CHAPITRE XXXI.
La Tristrapédie.

«Le premier devoir d'un écrivain, Yorick, dit mon père quand il fut réveillé, c'est de ne rien avancer sans preuve;—autrement, et s'il se livre à tous les écarts de son imagination, son ouvrage ne sera qu'un amas bizarre de faits et d'idées sans liaison, dont l'assemblage sera monstrueux.

»Mais dans ma Tristrapédie!—je pose en fait que je n'ai pas avancé un seul mot qui ne soit aussi clair et aussi démontré qu'une proposition d'Euclide.—Va, Trim, va me chercher ce livre sur mon bureau.—J'ai souvent eu le projet, continua mon père, de le lire, tant à vous, Yorick, qu'à mon frère Tobie; et je crains même d'avoir manqué à l'amitié en différant aussi long-temps. Mais si vous le voulez, nous en lirons un ou deux chapitres aujourd'hui, autant demain, et ainsi de suite, jusqu'à ce que nous l'ayons achevé».—Mon oncle Tobie qui étoit la complaisance même, et Yorick qui étoit sans fiel, approuvèrent par une inclination; et le caporal, quoiqu'il ne fût pas compris dans le compliment, mit la main sur sa poitrine, et salua comme les autres.

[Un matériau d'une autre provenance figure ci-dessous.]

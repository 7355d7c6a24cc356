//! Summary prefix search - Autocomplete support for deal summaries.
//!
//! Groups a user's past deals by summary (most recent date per summary) under
//! a literal prefix match, then returns every deal matching one of the
//! (summary, date) pairs. This backs a suggestion box and nothing else, so it
//! is the one deliberately fail-soft path in the crate: any backing-store
//! failure is logged and an empty result returned.

use crate::{
    entities::{Deal, deal},
    errors::Result,
};
use chrono::NaiveDate;
use sea_orm::{Condition, DatabaseConnection, QueryOrder, QuerySelect, prelude::*};
use tracing::warn;

/// Searches a user's top-level deals by summary prefix.
///
/// Returns every deal whose (summary, date) equals one of the up-to-`limit`
/// (summary, most-recent-date) groups matching the prefix. An empty prefix
/// yields nothing, and so does any database failure.
pub async fn search_by_summary(
    db: &DatabaseConnection,
    user_id: i64,
    prefix: &str,
    limit: u64,
) -> Vec<deal::Model> {
    if prefix.is_empty() {
        return Vec::new();
    }
    match search_inner(db, user_id, prefix, limit).await {
        Ok(deals) => deals,
        Err(err) => {
            warn!(%err, user_id, prefix, "summary search failed, returning no suggestions");
            Vec::new()
        }
    }
}

async fn search_inner(
    db: &DatabaseConnection,
    user_id: i64,
    prefix: &str,
    limit: u64,
) -> Result<Vec<deal::Model>> {
    let groups: Vec<(String, NaiveDate)> = Deal::find()
        .select_only()
        .column(deal::Column::Summary)
        .column_as(deal::Column::Date.max(), "date")
        .filter(deal::Column::UserId.eq(user_id))
        .filter(deal::Column::ParentDealId.is_null())
        .filter(deal::Column::Summary.starts_with(prefix))
        .group_by(deal::Column::Summary)
        .limit(limit)
        .into_tuple()
        .all(db)
        .await?;

    if groups.is_empty() {
        return Ok(Vec::new());
    }

    let mut matches = Condition::any();
    for (summary, date) in groups {
        matches = matches.add(
            Condition::all()
                .add(deal::Column::Summary.eq(summary))
                .add(deal::Column::Date.eq(date)),
        );
    }

    Deal::find()
        .filter(deal::Column::UserId.eq(user_id))
        .filter(deal::Column::ParentDealId.is_null())
        .filter(matches)
        .order_by_asc(deal::Column::Id)
        .all(db)
        .await
        .map_err(Into::into)
}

La compagnie sourit.—Ce garçon, dit Yorick, paroissoit avoir envie de dormir.—Le pauvre diable, dit mon oncle Tobie, a été si fort occupé tout le jour au boulingrin;—et moi-même… Je ne sais comment cela s'est fait; mais je suis bien sûr que cela ne nous arrivera plus.—En même-temps mon oncle Tobie alluma sa pipe, Yorick rapprocha sa chaise de la table,—Trim moucha la chandelle,—mon père ranima le feu, prit le livre, toussa deux fois, et commença.

CHAPITRE XXXII.
Origine des fortifications.

«Les trente premières pages, dit mon père en retournant les feuillets, sont un peu abstraites; et comme elles ne sont pas intimement liées au sujet, nous les passerons pour le moment.—C'est une introduction servant de préface, continua mon père, ou une préface servant d'introduction,—(car je n'ai pas encore déterminé le nom que je lui donnerai) sur le gouvernement civil et politique;—et comme on en trouve l'origine dans la première association du mâle et de la femelle, je m'y suis trouvé insensiblement amené.—Cela étoit naturel, dit Yorick.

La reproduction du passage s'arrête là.